**Exercise instructions**
Within the material below, how many lines carry the word "progress"? Only that number is wanted.

**Dataset records**

⟨

impl ConnInner {
    async fn write_all(&self, data: &[u8]) -> Result<()> {
        let mut progress = WriteProgress {
            conn: self,
            written: 0,
            total: data.len(),
        };
        while progress.written < data.len() {
            self.stream.writable().await?;
            match self.stream.try_write(&data[progress.written..]) {
                Ok(n) => progress.written += n,
                Err(e) if e.kind() == io::ErrorKind::WouldBlock => continue,
                Err(e) => return Err(e.into()),
            }
        }
        Ok(())
    }

    fn shutdown(&self) {
        if self.closer.close() {
            trace!("Closing {} -> {}", self.local, self.remote);
            // The peer may already be gone; nothing to report then.
            let _ = SockRef::from(&self.stream).shutdown(Shutdown::Both);
        }
    }

    async fn read_some(&self, capacity: usize) -> Result<Bytes> {
        let mut buf = BytesMut::zeroed(capacity);
        loop {
            self.stream.readable().await?;
            match self.stream.try_read(&mut buf) {
                Ok(0) => return Err(Error::ConnectionClosed),
                Ok(n) => {
                    buf.truncate(n);
                    return Ok(buf.freeze());
                }
                Err(e) if e.kind() == io::ErrorKind::WouldBlock => continue,
                Err(e) => return Err(e.into()),
            }
        }
    }
}

impl StreamConnection for TcpConnection {
    fn send(&self, aio: &AsyncOp) {
        let Some(sub) = aio.begin(OpKind::Send) else {
            return;
        };
        let Some((sub, lane)) = sub.admit(self.is_closed(), &self.inner.tx) else {
            return;
        };
        let data = sub.payload();
        if data.is_empty() {
            drop(lane);
            return sub.finish(Ok(Completion::sent(0)));
        }

        let timeout = self.inner.options.lock().send_timeout;
        let inner = self.inner.clone();
        sub.spawn(timeout, async move {
            let _lane = lane;
            inner.closer.guard(inner.write_all(&data)).await?;
            metrics::BYTES_SENT.inc_by(data.len() as u64);
            Ok(Completion::sent(data.len()))
        });
    }

    fn recv(&self, aio: &AsyncOp) {
        let Some(sub) = aio.begin(OpKind::Recv) else {
            return;
        };
        let Some((sub, lane)) = sub.admit(self.is_closed(), &self.inner.rx) else {
            return;
        };
        let capacity = sub.capacity();
        if capacity == 0 {
            drop(lane);
            return sub.finish(Ok(Completion::received(Bytes::new())));
        }

        let timeout = self.inner.options.lock().recv_timeout;
        let inner = self.inner.clone();
        sub.spawn(timeout, async move {
            let _lane = lane;
            let data = inner.closer.guard(inner.read_some(capacity)).await?;
            metrics::BYTES_RECEIVED.inc_by(data.len() as u64);
            Ok(Completion::received(data))
        });
    }

    fn close(&self) {
        self.inner.shutdown();
    }

    fn is_closed(&self) -> bool {
        self.inner.closer.is_closed()
    }
}

impl Configurable for TcpConnection {
    fn option(&self, name: OptionName) -> Result<OptionValue> {
        if let Some(value) = self.inner.options.lock().get(name) {
            return Ok(value);
        }
        match name {
            OptionName::LocalAddr => Ok(OptionValue::Addr(self.inner.local)),
            OptionName::RemoteAddr => Ok(OptionValue::Addr(self.inner.remote)),
            _ => Err(Error::NotSupported(name.to_string())),
        }
    }

    fn set_option_value(&self, name: OptionName, value: OptionValue) -> Result<()> {
        match (name, &value) {
            (OptionName::NoDelay, OptionValue::Bool(on)) => self.inner.stream.set_nodelay(*on)?,
            (OptionName::KeepAlive, OptionValue::Bool(on)) => {
                SockRef::from(&self.inner.stream).set_keepalive(*on)?
            }
            _ => {}
        }
        if self.inner.options.lock().set(name, &value) {
            Ok(())
        } else {
            Err(Error::NotSupported(name.to_string()))
        }
    }
}

impl Drop for TcpConnection {
    fn drop(&mut self) {
        self.close();
    }
}

/// Accepts TCP connections on one bound address
pub struct TcpListener {
    url: Url,
    target: BindTarget,
    options: Mutex<StreamOptions>,
    state: Mutex<ListenState>,
    closer: CloseSignal,
}

enum ListenState {
    Idle,
    Listening {
        socket: Arc<tokio::net::TcpListener>,
        local: SocketAddr,
    },
    Closed,
}

impl ListenState {
    fn socket(&self) -> Result<Arc<tokio::net::TcpListener>> {
        match self {
            ListenState::Listening { socket, .. } => Ok(socket.clone()),
            ListenState::Idle => Err(Error::State("not listening".into())),
            ListenState::Closed => Err(Error::ConnectionClosed),
        }
    }

    fn local(&self) -> Option<SocketAddr> {
        match self {
            ListenState::Listening { local, .. } => Some(*local),
            _ => None,
        }
    }
}

impl TcpListener {
    pub fn new(url: &Url) -> Result<Self> {
        Ok(Self {
            url: url.clone(),
            target: url.bind_target()?,
            options: Mutex::new(StreamOptions::default()),
            state: Mutex::new(ListenState::Idle),
            closer: CloseSignal::new(),
        })
    }

    /// Bound address, once listening
    pub fn local_addr(&self) -> Option<SocketAddr> {
        self.state.lock().local()
    }
}

fn bind(addr: SocketAddr) -> Result<tokio::net::TcpListener> {
    let socket = if addr.is_ipv4() {
        TcpSocket::new_v4()?
    } else {
        TcpSocket::new_v6()?
    };
    #[cfg(unix)]
    socket.set_reuseaddr(true)?;
    socket.bind(addr)?;
    Ok(socket.listen(LISTEN_BACKLOG)?)
}

impl Listener for TcpListener {
    fn listen(&self) -> Result<()> {
        let mut state = self.state.lock();
        match *state {
            ListenState::Idle => {}
            ListenState::Listening { .. } => return Err(Error::State("already listening".into())),
            ListenState::Closed => return Err(Error::State("listener closed".into())),
        }

        let addrs = self
            .target
            .host
            .resolve_blocking(self.target.port, self.target.family)?;
        // Registering with the reactor needs the pool's runtime context.
        let handle = pool::handle()?;
        let _enter = handle.enter();

        let mut last_err = None;
        for addr in addrs {
            match bind(addr).and_then(|socket| Ok((socket.local_addr()?, socket))) {
                Ok((local, socket)) => {
                    debug!("Listening on {}", local);
                    *state = ListenState::Listening {
                        socket: Arc::new(socket),
                        local,
                    };
                    return Ok(());
                }
                Err(e) => {
                    debug!("Bind to {} failed: {}", addr, e);
                    last_err = Some(e);
                }
            }
        }
        Err(last_err.unwrap_or_else(|| Error::AddressInvalid(self.url.to_string())))
    }

    fn accept(&self, aio: &AsyncOp) {
        let Some(sub) = aio.begin(OpKind::Accept) else {
            return;
        };
        let socket = self.state.lock().socket();
        let socket = match socket {
            Ok(socket) => socket,
            Err(e) => return sub.finish(Err(e)),
        };

        let options = self.options.lock().clone();
        let closer = self.closer.clone();
        let scheme = self.url.scheme().to_string();

        sub.spawn(None, async move {
            closer
                .guard(async {
                    let (stream, peer) = socket.accept().await?;
                    configure_stream(&stream, &options)?;
                    let conn = TcpConnection::new(stream, options)?;
                    debug!("Accepted {}", peer);
                    metrics::ACCEPTS_TOTAL.with_label_values(&[&scheme]).inc();
                    Ok(Completion::output(Output::Connection(Box::new(conn))))
                })
                .await
        });
    }

    fn close(&self) {
        if self.closer.close() {
            trace!("Listener for {} closed", self.url);
        }
        *self.state.lock() = ListenState::Closed;
    }
}
impl Configurable for TlsDialer {
    fn option(&self, name: OptionName) -> Result<OptionValue> {
        match name {
            OptionName::TlsConfig => Ok(OptionValue::Tls(self.config.read().clone())),
            OptionName::Url => Ok(OptionValue::String(self.url.to_string())),
            OptionName::TlsVerified | OptionName::TlsPskIdentity => {
                Err(Error::NotSupported(name.to_string()))
            }
            _ => self.lower.option(name),
        }
    }

    fn set_option_value(&self, name: OptionName, value: OptionValue) -> Result<()> {
        match value {
            OptionValue::Tls(config) => {
                if config.mode() != TlsMode::Client {
                    return Err(Error::Config("dialer needs a client TLS configuration".into()));
                }
                *self.config.write() = config;
                Ok(())
            }
            value => self.lower.set_option_value(name, value),
        }
    }
}

impl Drop for TlsDialer {
    fn drop(&mut self) {
        self.closer.close();
    }
}

/// Accepts TLS connections on one bound address
pub struct TlsListener {
    url: Url,
    lower: Arc<dyn Listener>,
    config: RwLock<Arc<TlsConfig>>,
    closer: CloseSignal,
}

impl TlsListener {
    pub fn new(url: &Url) -> Result<Self> {
        let lower_url = lower_url(url);
        let lower: Arc<dyn Listener> =
            Arc::from(registry::lookup(lower_url.scheme())?.listener(&lower_url)?);
        Ok(Self {
            url: url.clone(),
            lower,
            config: RwLock::new(TlsConfig::server()?),
            closer: CloseSignal::new(),
        })
    }
}
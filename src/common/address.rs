//! Host and address-family types, plus name resolution

use std::fmt;
use std::net::{IpAddr, Ipv4Addr, Ipv6Addr, SocketAddr, ToSocketAddrs};

use async_trait::async_trait;
use tracing::trace;

use crate::error::{Error, Result};

/// Address family restriction carried by the URL scheme (`tcp4`, `tcp6`)
#[derive(Debug, Clone, Copy, PartialEq, Eq)]
pub enum Family {
    Any,
    V4,
    V6,
}

impl Family {
    /// Family implied by a scheme name such as `tls+tcp4`
    pub fn from_scheme(scheme: &str) -> Self {
        if scheme.ends_with('4') {
            Family::V4
        } else if scheme.ends_with('6') {
            Family::V6
        } else {
            Family::Any
        }
    }

    pub fn admits(&self, ip: &IpAddr) -> bool {
        match self {
            Family::Any => true,
            Family::V4 => ip.is_ipv4(),
            Family::V6 => ip.is_ipv6(),
        }
    }

    /// The "any local address" for this family
    pub fn unspecified(&self) -> IpAddr {
        match self {
            Family::V6 => IpAddr::V6(Ipv6Addr::UNSPECIFIED),
            Family::Any | Family::V4 => IpAddr::V4(Ipv4Addr::UNSPECIFIED),
        }
    }
}

/// A host component of a transport URL
#[derive(Debug, Clone, PartialEq, Eq, Hash)]
pub enum Host {
    /// `*` or empty: any local address
    Wildcard,
    /// IP literal
    Ip(IpAddr),
    /// DNS name, syntactically validated
    Domain(String),
}

impl Host {
    /// Parse and validate one host. `[v6]` brackets must already be stripped.
    pub fn parse(s: &str) -> Result<Self> {
        if s.is_empty() || s == "*" {
            return Ok(Host::Wildcard);
        }
        if let Ok(ip) = s.parse::<IpAddr>() {
            return Ok(Host::Ip(ip));
        }
        validate_domain(s)?;
        Ok(Host::Domain(s.to_ascii_lowercase()))
    }

    pub fn is_wildcard(&self) -> bool {
        matches!(self, Host::Wildcard)
    }

    /// Reject literals that contradict the scheme's family
    pub fn check_family(&self, family: Family) -> Result<()> {
        match self {
            Host::Ip(ip) if !family.admits(ip) => Err(Error::AddressInvalid(format!(
                "{} does not match address family {:?}",
                ip, family
            ))),
            _ => Ok(()),
        }
    }

    /// Resolve without touching the network. Domains return `None`.
    pub fn literal(&self, port: u16, family: Family) -> Option<SocketAddr> {
        match self {
            Host::Wildcard => Some(SocketAddr::new(family.unspecified(), port)),
            Host::Ip(ip) => Some(SocketAddr::new(*ip, port)),
            Host::Domain(_) => None,
        }
    }

    /// Blocking resolution, used where the caller is already synchronous
    /// (binding a listener).
    pub fn resolve_blocking(&self, port: u16, family: Family) -> Result<Vec<SocketAddr>> {
        if let Some(addr) = self.literal(port, family) {
            return Ok(vec![addr]);
        }
        let name = self.to_string();
        let addrs = (name.as_str(), port)
            .to_socket_addrs()
            .map_err(|e| Error::AddressInvalid(format!("{}: {}", name, e)))?;
        filter_family(&name, addrs, family)
    }
}

impl fmt::Display for Host {
    fn fmt(&self, f: &mut fmt::Formatter<'_>) -> fmt::Result {
        match self {
            Host::Wildcard => write!(f, "*"),
            Host::Ip(IpAddr::V6(ip)) => write!(f, "[{}]", ip),
            Host::Ip(ip) => write!(f, "{}", ip),
            Host::Domain(name) => write!(f, "{}", name),
        }
    }
}

/// RFC 1123 host names. A final label made only of digits would make a
/// dotted string like `127.0.0.1.32` look like a name, so it is refused.
fn validate_domain(s: &str) -> Result<()> {
    let invalid = || Error::AddressInvalid(format!("malformed host: {}", s));

    if s.len() > 253 {
        return Err(invalid());
    }
    let labels: Vec<&str> = s.trim_end_matches('.').split('.').collect();
    for label in &labels {
        if label.is_empty() || label.len() > 63 {
            return Err(invalid());
        }
        if label.starts_with('-') || label.ends_with('-') {
            return Err(invalid());
        }
        if !label.bytes().all(|b| b.is_ascii_alphanumeric() || b == b'-') {
            return Err(invalid());
        }
    }
    match labels.last() {
        Some(last) if last.bytes().all(|b| b.is_ascii_digit()) => Err(invalid()),
        Some(_) => Ok(()),
        None => Err(invalid()),
    }
}

fn filter_family(
    name: &str,
    addrs: impl Iterator<Item = SocketAddr>,
    family: Family,
) -> Result<Vec<SocketAddr>> {
    let found: Vec<SocketAddr> = addrs.filter(|a| family.admits(&a.ip())).collect();
    if found.is_empty() {
        return Err(Error::AddressInvalid(format!(
            "{} has no {:?} address",
            name, family
        )));
    }
    trace!("Resolved {} to {:?}", name, found);
    Ok(found)
}

/// Name resolution used by dialers
#[async_trait]
pub trait Resolver: Send + Sync {
    async fn resolve(&self, host: &Host, port: u16, family: Family) -> Result<Vec<SocketAddr>>;
}

/// Resolver backed by the operating system (`getaddrinfo` via tokio)
#[derive(Debug, Default, Clone, Copy)]
pub struct SystemResolver;

#[async_trait]
impl Resolver for SystemResolver {
    async fn resolve(&self, host: &Host, port: u16, family: Family) -> Result<Vec<SocketAddr>> {
        if let Some(addr) = host.literal(port, family) {
            return Ok(vec![addr]);
        }
        let name = host.to_string();
        let addrs = tokio::net::lookup_host((name.as_str(), port))
            .await
            .map_err(|e| Error::AddressInvalid(format!("{}: {}", name, e)))?;
        filter_family(&name, addrs, family)
    }
}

⟩

**Task output**
4